Was he really so psychologically ignorant that he didn’t recognize that his disdain for his mother was the bedrock of his greatest talent?  Where did he think that viper’s instinct for hypocrisy came from?  “She hated witnesses.  She was always hiding something.” Yet Gore, when asked if there was one thing he would change in his life, said “Yes, my mother.”  His keen instinct fueled his writing and his punditry, piercing illusions built on any sleight-of-hand grandeur.  He felled the attempts of politicians to cover up mistakes and failures with aplomb, trusting his readers and listeners to be more active with truth than lies. Even John F. Kennedy, an early friend and political ally, was analyzed as a poor president and left him determined to be even more wary of charm.  And yet as revelatory as his less than flattering conclusions of the Kennedy presidency were, he hesitated to criticize the spirit that defined the man.  Spirit trumped fact in Gore Vidal’s words as it did in his life.

Joie De Vivre

Novelist, critic, prophet, idealist, essayist, aristocrat, bisexual, genius, controversial, politician, critic, promiscuous, pundit, pirate, genius, historian.
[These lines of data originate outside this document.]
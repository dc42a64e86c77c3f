use crate::errors::GeoTessError;
use crate::grids::grid::Grid;
use crate::utilities::vector::{circumcenter, triangle_area, Vector3};

use super::super::point_locator::Located;
use super::{coincident_vertex, HorizontalInterpolation, HorizontalInterpolator};

///
/// Sibson natural neighbor weights. The triangles whose circumcircle
/// contains the query point are the ones that would disappear if the point
/// were inserted into the triangulation; the boundary of their union is the
/// ring of natural neighbors, and each neighbor is weighted by the area its
/// Voronoi cell would lose to the new point.
///
/// The marked triangle set and the boundary edge list are kept between
/// calls, so an instance is cheap to reuse but must stay with one thread.
///
#[derive(Clone, Debug, Default)]
pub struct NaturalNeighborInterpolator
{
    marked: Vec<bool>,
    marked_triangles: Vec<usize>,
    boundary: Vec<usize>,
}

impl NaturalNeighborInterpolator
{
    pub fn new() -> Self
    {
        Self::default()
    }

    #[inline]
    fn mark(&mut self, triangle: usize)
    {
        if !self.marked[triangle]
        {
            self.marked[triangle] = true;
            self.marked_triangles.push(triangle);
        }
    }

    fn reset(&mut self)
    {
        for t in self.marked_triangles.drain(..)
        {
            self.marked[t] = false;
        }
        self.boundary.clear();
    }

    ///
    /// Marks every triangle around the three corners of `triangle` whose
    /// circumcircle contains `u`, and collects the edges that separate
    /// marked from unmarked triangles, clockwise.
    ///
    fn collect_boundary(&mut self, grid: &Grid, level: usize, triangle: usize, u: &Vector3) -> Result<(), GeoTessError>
    {
        let spokes = grid.spoke_list(level)?;
        let circumcenters = grid.circumcenters();
        let in_circle = |t: usize| {
            let c = &circumcenters[t];
            c[0] * u[0] + c[1] * u[1] + c[2] * u[2] > c[3]
        };
        let corners = *grid.triangle(triangle);

        // spoke of each corner whose left triangle is the containing one
        let mut first = [0; 3];
        let mut inside = [false; 3];
        for i in 0..3
        {
            first[i] = spokes.spokes(corners[i]).find(|s| grid.edge(*s).t_left == triangle)
                .ok_or_else(|| out_of_order(triangle))?;
            inside[i] = in_circle(grid.edge(first[i]).t_right);
        }

        self.mark(triangle);
        for i in 0..3
        {
            let mut right_inside = inside[i];
            if right_inside
            {
                self.mark(grid.edge(first[i]).t_right);
            }
            else
            {
                self.boundary.push(3 * triangle + (i + 1) % 3);
            }

            let stop = grid.edges_of(triangle)[(i + 2) % 3].t_left;
            let mut closed = false;
            for s in spokes.cycle_from(first[i]).skip(1)
            {
                let edge = grid.edge(s);
                let left_inside = right_inside;
                let last = edge.t_right == stop;
                right_inside = if last { inside[(i + 1) % 3] } else { in_circle(edge.t_right) };

                if left_inside && !right_inside
                {
                    self.boundary.push(3 * edge.t_left + (edge.cornerj + 1) % 3);
                }
                else if !left_inside && right_inside
                {
                    self.boundary.push(3 * edge.t_right + (grid.edge(spokes.next(s)).cornerj + 2) % 3);
                }
                if last
                {
                    closed = true;
                    break;
                }
                if right_inside
                {
                    self.mark(edge.t_right);
                    self.boundary.push(3 * edge.t_right + grid.edge(spokes.next(s)).cornerj);
                }
            }
            if !closed
            {
                return Err(out_of_order(triangle));
            }
        }

        // consecutive boundary edges share a vertex, walking backwards
        let Some(&head) = self.boundary.first() else { return Err(out_of_order(triangle)) };
        let mut previous = grid.edge(head).vj;
        for id in self.boundary.iter().rev()
        {
            let edge = grid.edge(*id);
            if edge.vk != previous
            {
                return Err(out_of_order(triangle));
            }
            previous = edge.vj;
        }
        Ok(())
    }

    ///
    /// Area stolen from the Voronoi cell of every boundary vertex: a fan from
    /// the circumcenter of (u, vertex, next boundary vertex) across the
    /// circumcenters of the marked triangles around the vertex.
    ///
    fn stolen_areas(&self, grid: &Grid, level: usize, triangle: usize, u: &Vector3, weights: &mut Vec<(usize, f64)>) -> Result<(), GeoTessError>
    {
        let spokes = grid.spoke_list(level)?;
        let circumcenters = grid.circumcenters();
        let center = |t: usize| -> Vector3 {
            let c = &circumcenters[t];
            [c[0], c[1], c[2]]
        };

        let mut total = 0.0;
        let mut previous = grid.edge(self.boundary[0]);
        for id in self.boundary.iter().rev()
        {
            let vertex = previous.vj;
            let apex = circumcenter(u, grid.vertex(vertex), grid.vertex(previous.vk));
            let start = spokes.spokes(vertex).find(|s| grid.edge(*s).vk == previous.vk)
                .ok_or_else(|| out_of_order(triangle))?;
            let mut p2 = center(grid.edge(start).t_right);

            let mut area = 0.0;
            let mut closed = false;
            for s in spokes.cycle_from(start).skip(1)
            {
                let edge = grid.edge(s);
                if self.marked[edge.t_right]
                {
                    let p3 = center(edge.t_right);
                    area += triangle_area(&apex, &p2, &p3);
                    p2 = p3;
                }
                else
                {
                    let p3 = circumcenter(u, grid.vertex(edge.vk), grid.vertex(vertex));
                    area += triangle_area(&apex, &p2, &p3);
                    closed = true;
                    break;
                }
            }
            if !closed
            {
                return Err(out_of_order(triangle));
            }

            total += area;
            match weights.iter_mut().find(|w| w.0 == vertex)
            {
                Some(w) => w.1 += area,
                None => weights.push((vertex, area)),
            }
            previous = grid.edge(*id);
        }

        for w in weights.iter_mut()
        {
            w.1 /= total;
        }
        Ok(())
    }
}

fn out_of_order(triangle: usize) -> GeoTessError
{
    tracing::warn!(triangle, "natural neighbor boundary edges are out of order");
    GeoTessError::TopologyInconsistency(format!("natural neighbor edges around triangle {} are out of order", triangle))
}

impl HorizontalInterpolator for NaturalNeighborInterpolator
{
    fn interpolation(&self) -> HorizontalInterpolation
    {
        HorizontalInterpolation::NaturalNeighbor
    }

    fn weights(&mut self, grid: &Grid, tessellation: usize, located: &Located, u: &Vector3,
        weights: &mut Vec<(usize, f64)>) -> Result<(), GeoTessError>
    {
        weights.clear();
        if let Some(vertex) = coincident_vertex(grid, located.triangle, u)
        {
            weights.push((vertex, 1.0));
            return Ok(());
        }
        if self.marked.len() != grid.n_triangles()
        {
            self.marked = vec![false; grid.n_triangles()];
            self.marked_triangles.clear();
        }
        let level = grid.level(tessellation, located.tess_level);
        let result = self.collect_boundary(grid, level, located.triangle, u)
            .and_then(|_| self.stolen_areas(grid, level, located.triangle, u, weights));
        self.reset();
        if result.is_err()
        {
            weights.clear();
        }
        result
    }
}

#[cfg(test)]
mod tests
{
    use super::*;
    use crate::algorithms::horizontal::LinearInterpolator;
    use crate::algorithms::point_locator::PointLocator;
    use crate::grids::builder::GridBuilder;
    use crate::utilities::vector::{centroid, dot, normalized};

    fn queries() -> Vec<Vector3>
    {
        let mut q = Vec::new();
        for i in 0..40
        {
            let t = i as f64;
            q.push(normalized(&[(0.7 * t).sin() + 0.05, (1.3 * t).cos() - 0.02, (0.37 * t).sin() * 1.7 + 0.01]));
        }
        q
    }

    #[test]
    fn check_weights_are_a_partition_of_unity()
    {
        for builder in [GridBuilder::octahedron().levels(3), GridBuilder::icosahedron().levels(3), GridBuilder::tetrahedron().levels(3)]
        {
            let grid = builder.build().unwrap();
            let mut locator = PointLocator::new(&grid);
            let mut interpolator = NaturalNeighborInterpolator::new();
            let mut weights = Vec::new();
            for u in queries()
            {
                let located = locator.locate(&grid, 0, &u, false).unwrap();
                interpolator.weights(&grid, 0, &located, &u, &mut weights).unwrap();
                assert!(weights.len() >= 3);
                assert!((weights.iter().map(|w| w.1).sum::<f64>() - 1.0).abs() < 1e-9);
                assert!(weights.iter().all(|w| w.1 >= -1e-12));
                // the corners of the containing triangle are always natural neighbors
                for corner in grid.triangle(located.triangle)
                {
                    assert!(weights.iter().any(|w| w.0 == *corner));
                }
                assert!(interpolator.marked_triangles.is_empty());
                assert!(interpolator.boundary.is_empty());
            }
            assert!(interpolator.marked.iter().all(|m| !m));
        }
    }

    #[test]
    fn check_coincident_vertex()
    {
        let grid = GridBuilder::icosahedron().levels(2).build().unwrap();
        let mut locator = PointLocator::new(&grid);
        let mut nn = NaturalNeighborInterpolator::new();
        let mut linear = LinearInterpolator;
        let u = *grid.vertex(7);
        let located = locator.locate(&grid, 0, &u, false).unwrap();
        let mut a = Vec::new();
        let mut b = Vec::new();
        nn.weights(&grid, 0, &located, &u, &mut a).unwrap();
        linear.weights(&grid, 0, &located, &u, &mut b).unwrap();
        assert_eq!(a, vec![(7, 1.0)]);
        assert_eq!(a, b);
    }

    #[test]
    fn check_symmetric_face()
    {
        let grid = GridBuilder::octahedron().build().unwrap();
        let mut locator = PointLocator::new(&grid);
        let mut interpolator = NaturalNeighborInterpolator::new();
        let [a, b, c] = grid.triangle_vertices(0);
        let u = centroid(a, b, c);
        let located = locator.locate(&grid, 0, &u, false).unwrap();
        assert_eq!(located.triangle, 0);
        let mut weights = Vec::new();
        interpolator.weights(&grid, 0, &located, &u, &mut weights).unwrap();
        weights.sort_by_key(|w| w.0);
        assert_eq!(weights.iter().map(|w| w.0).collect::<Vec<_>>(), vec![0, 1, 2]);
        assert!(weights.iter().all(|w| (w.1 - 1.0 / 3.0).abs() < 1e-12));
    }

    #[test]
    fn check_weights_favor_the_nearest_vertex()
    {
        let grid = GridBuilder::icosahedron().levels(3).build().unwrap();
        let mut locator = PointLocator::new(&grid);
        let mut interpolator = NaturalNeighborInterpolator::new();
        let mut weights = Vec::new();
        let target = *grid.vertex(3);
        let u = normalized(&[target[0] + 0.01, target[1] - 0.005, target[2]]);
        let located = locator.locate(&grid, 0, &u, false).unwrap();
        interpolator.weights(&grid, 0, &located, &u, &mut weights).unwrap();
        let best = weights.iter().fold((0, f64::MIN), |best, w| if w.1 > best.1 { *w } else { best });
        assert_eq!(best.0, 3);
        assert!(dot(grid.vertex(best.0), &u) > 0.999);
    }

    #[test]
    fn check_mismatched_level_is_rejected()
    {
        let grid = GridBuilder::octahedron().levels(3).build().unwrap();
        let mut locator = PointLocator::new(&grid);
        let mut interpolator = NaturalNeighborInterpolator::new();
        let mut weights = Vec::new();
        let triangle = grid.first_triangle(0, 2) + 5;
        let [a, b, c] = grid.triangle_vertices(triangle);
        let u = centroid(a, b, c);
        let located = locator.locate(&grid, 0, &u, false).unwrap();
        assert_eq!(located.triangle, triangle);
        interpolator.weights(&grid, 0, &located, &u, &mut weights).unwrap();
        assert!(!weights.is_empty());

        // a finest-level triangle walked with the spokes of the coarsest level
        let wrong = Located { triangle, tess_level: 0, coefficients: located.coefficients };
        let result = interpolator.weights(&grid, 0, &wrong, &u, &mut weights);
        assert!(matches!(result, Err(GeoTessError::TopologyInconsistency(_))));
        assert!(weights.is_empty());
        assert!(interpolator.marked.iter().all(|m| !m));
        assert!(interpolator.marked_triangles.is_empty());
        assert!(interpolator.boundary.is_empty());

        interpolator.weights(&grid, 0, &located, &u, &mut weights).unwrap();
        assert!((weights.iter().map(|w| w.1).sum::<f64>() - 1.0).abs() < 1e-9);
    }
}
Gore Vidal excelled at them all…and makes you want a list of your own just as long – and as furiously, factually personal.  As you consider the friends with whom you’re talking about this film, you can’t quite help wanting to give each other encouragement to get on with adding to your own list. His own writing still vies for popularity with the gossip published about him.  Gore Vidal loved writing.  He wrote 22 novels (e.g. Lincoln), numerous movies (e.g. Ben Hur) and plays (e.g. The Best Man) as well as essays, which makes his comment that he never worked a day of his life provocatively personal and further fodder for conversation.

Politics

Most importantly, Gore Vidal raises awareness of a U.S. political shift from Republic to Empire, a country invading other countries for dubious reasons.  The documentary marks the growth of militarism, stage by stage from WWII to present day, reminding us that we did not have a conscripted army before Truman nor an industrial-military complex at the heart of U.S. peacetime economics before Vietnam.  His popular book, Perpetual War for Perpetual Peace, a probing critique of U.S. reasons for going to war, developed a counter narrative of American politics. American journalist, Robert Scheer, states that Vidal became tougher in his criticism of the U.S. in his last years and recommends United States of Amnesia to any and all students of history; perhaps students with inquiring minds of all ages.

Present History

With Iraq exploding in June, 2014, United States of Amnesia is a timely film. Gore Vidal may have died in 2012 but his voice didn’t. Now dead, his voice is heard via film urging us to remember recent, nay, present history in Iraq and not fall victim to the convenience of amnesia. “War on terror is a slogan”, not a plan, he cuts and thrusts, demanding discourse.  United States of Amnesia appears at a critical moment to stimulate conversation about war and about how to respond to conflicts in other countries. We need to remember, think about and use our history to be smart about what we do next.  We’ve personally observed what we need to remember in Iraq; our memories are relevant.